***** Stored data

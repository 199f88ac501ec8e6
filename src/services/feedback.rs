use sqlx::{PgPool, QueryBuilder};

use super::ServiceError;
use crate::database::models::report::ServiceStats;
use crate::database::models::{Feedback, Role, ServiceType, User};

const FEEDBACK_COLUMNS: &str =
    "id, service_type, rating, comments, user_id, province, district, sector, created_at";

pub struct NewFeedback {
    pub service_type: ServiceType,
    pub rating: i16,
    pub comments: Option<String>,
}

pub struct FeedbackService {
    pool: PgPool,
}

impl FeedbackService {
    pub fn new(pool: PgPool) -> Self {
        Self { pool }
    }

    /// Record a service review. Immutable once created; the location is
    /// copied from the author's assignment.
    pub async fn submit(&self, actor: &User, input: NewFeedback) -> Result<Feedback, ServiceError> {
        if !(1..=5).contains(&input.rating) {
            return Err(ServiceError::Validation(
                "Rating must be between 1 and 5".to_string(),
            ));
        }
        if let Some(comments) = &input.comments {
            if comments.len() > 1000 {
                return Err(ServiceError::Validation(
                    "Comments must be at most 1000 characters long".to_string(),
                ));
            }
        }

        let feedback: Feedback = sqlx::query_as(&format!(
            "INSERT INTO feedback (service_type, rating, comments, user_id, province, district, sector) \
             VALUES ($1, $2, $3, $4, $5, $6, $7) RETURNING {FEEDBACK_COLUMNS}"
        ))
        .bind(input.service_type)
        .bind(input.rating)
        .bind(&input.comments)
        .bind(actor.id)
        .bind(&actor.location.province)
        .bind(&actor.location.district)
        .bind(&actor.location.sector)
        .fetch_one(&self.pool)
        .await?;

        Ok(feedback)
    }

    /// Per-service-type stats, scoped to the caller's jurisdiction: district
    /// admins to their district, sector admins to their sector.
    pub async fn analytics(&self, actor: &User) -> Result<Vec<ServiceStats>, ServiceError> {
        let mut qb: QueryBuilder<sqlx::Postgres> = QueryBuilder::new(
            "SELECT service_type, COUNT(*), SUM(rating)::bigint, \
             COUNT(*) FILTER (WHERE rating >= 4) FROM feedback WHERE 1=1",
        );

        match actor.role {
            Role::SectorAdmin => {
                qb.push(" AND sector = ").push_bind(&actor.location.sector);
                qb.push(" AND district = ").push_bind(&actor.location.district);
            }
            Role::DistrictAdmin => {
                qb.push(" AND district = ").push_bind(&actor.location.district);
            }
            _ => {}
        }

        qb.push(" GROUP BY service_type ORDER BY service_type");

        let rows: Vec<(ServiceType, i64, i64, i64)> =
            qb.build_query_as().fetch_all(&self.pool).await?;

        Ok(rows
            .into_iter()
            .map(|(service_type, count, rating_sum, high)| {
                service_stats(service_type, count, rating_sum, high)
            })
            .collect())
    }
}

/// Derive average rating and satisfaction percentage from raw counts.
pub fn service_stats(
    service_type: ServiceType,
    count: i64,
    rating_sum: i64,
    high_ratings: i64,
) -> ServiceStats {
    let (average_rating, satisfaction_pct) = if count == 0 {
        (0.0, 0.0)
    } else {
        (
            rating_sum as f64 / count as f64,
            high_ratings as f64 * 100.0 / count as f64,
        )
    };
    ServiceStats {
        service_type: service_type.as_str().to_string(),
        count,
        average_rating,
        satisfaction_pct,
    }
}

#[cfg(test)]
mod tests {
    use super::*;

    #[test]
    fn averages_two_ratings() {
        // ratings 5 and 1 for the health service
        let stats = service_stats(ServiceType::Health, 2, 6, 1);
        assert_eq!(stats.service_type, "health");
        assert_eq!(stats.count, 2);
        assert!((stats.average_rating - 3.0).abs() < f64::EPSILON);
        assert!((stats.satisfaction_pct - 50.0).abs() < f64::EPSILON);
    }

    #[test]
    fn empty_bucket_yields_zeroes() {
        let stats = service_stats(ServiceType::Water, 0, 0, 0);
        assert_eq!(stats.average_rating, 0.0);
        assert_eq!(stats.satisfaction_pct, 0.0);
    }

    #[test]
    fn all_high_ratings_is_full_satisfaction() {
        let stats = service_stats(ServiceType::Roads, 4, 18, 4);
        assert!((stats.satisfaction_pct - 100.0).abs() < f64::EPSILON);
        assert!((stats.average_rating - 4.5).abs() < f64::EPSILON);
    }
}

**********

▶ _Task details_
Nothing but the lines from the beginning of the records through the line with "let feedback: Feedback" should appear, each printed exactly.

▶ _Reply_
repository 199f88ac501ec8e6
filename src/services/feedback.rs
use sqlx::{PgPool, QueryBuilder};

use super::ServiceError;
use crate::database::models::report::ServiceStats;
use crate::database::models::{Feedback, Role, ServiceType, User};

const FEEDBACK_COLUMNS: &str =
    "id, service_type, rating, comments, user_id, province, district, sector, created_at";

pub struct NewFeedback {
    pub service_type: ServiceType,
    pub rating: i16,
    pub comments: Option<String>,
}

pub struct FeedbackService {
    pool: PgPool,
}

impl FeedbackService {
    pub fn new(pool: PgPool) -> Self {
        Self { pool }
    }

    /// Record a service review. Immutable once created; the location is
    /// copied from the author's assignment.
    pub async fn submit(&self, actor: &User, input: NewFeedback) -> Result<Feedback, ServiceError> {
        if !(1..=5).contains(&input.rating) {
            return Err(ServiceError::Validation(
                "Rating must be between 1 and 5".to_string(),
            ));
        }
        if let Some(comments) = &input.comments {
            if comments.len() > 1000 {
                return Err(ServiceError::Validation(
                    "Comments must be at most 1000 characters long".to_string(),
                ));
            }
        }

        let feedback: Feedback = sqlx::query_as(&format!(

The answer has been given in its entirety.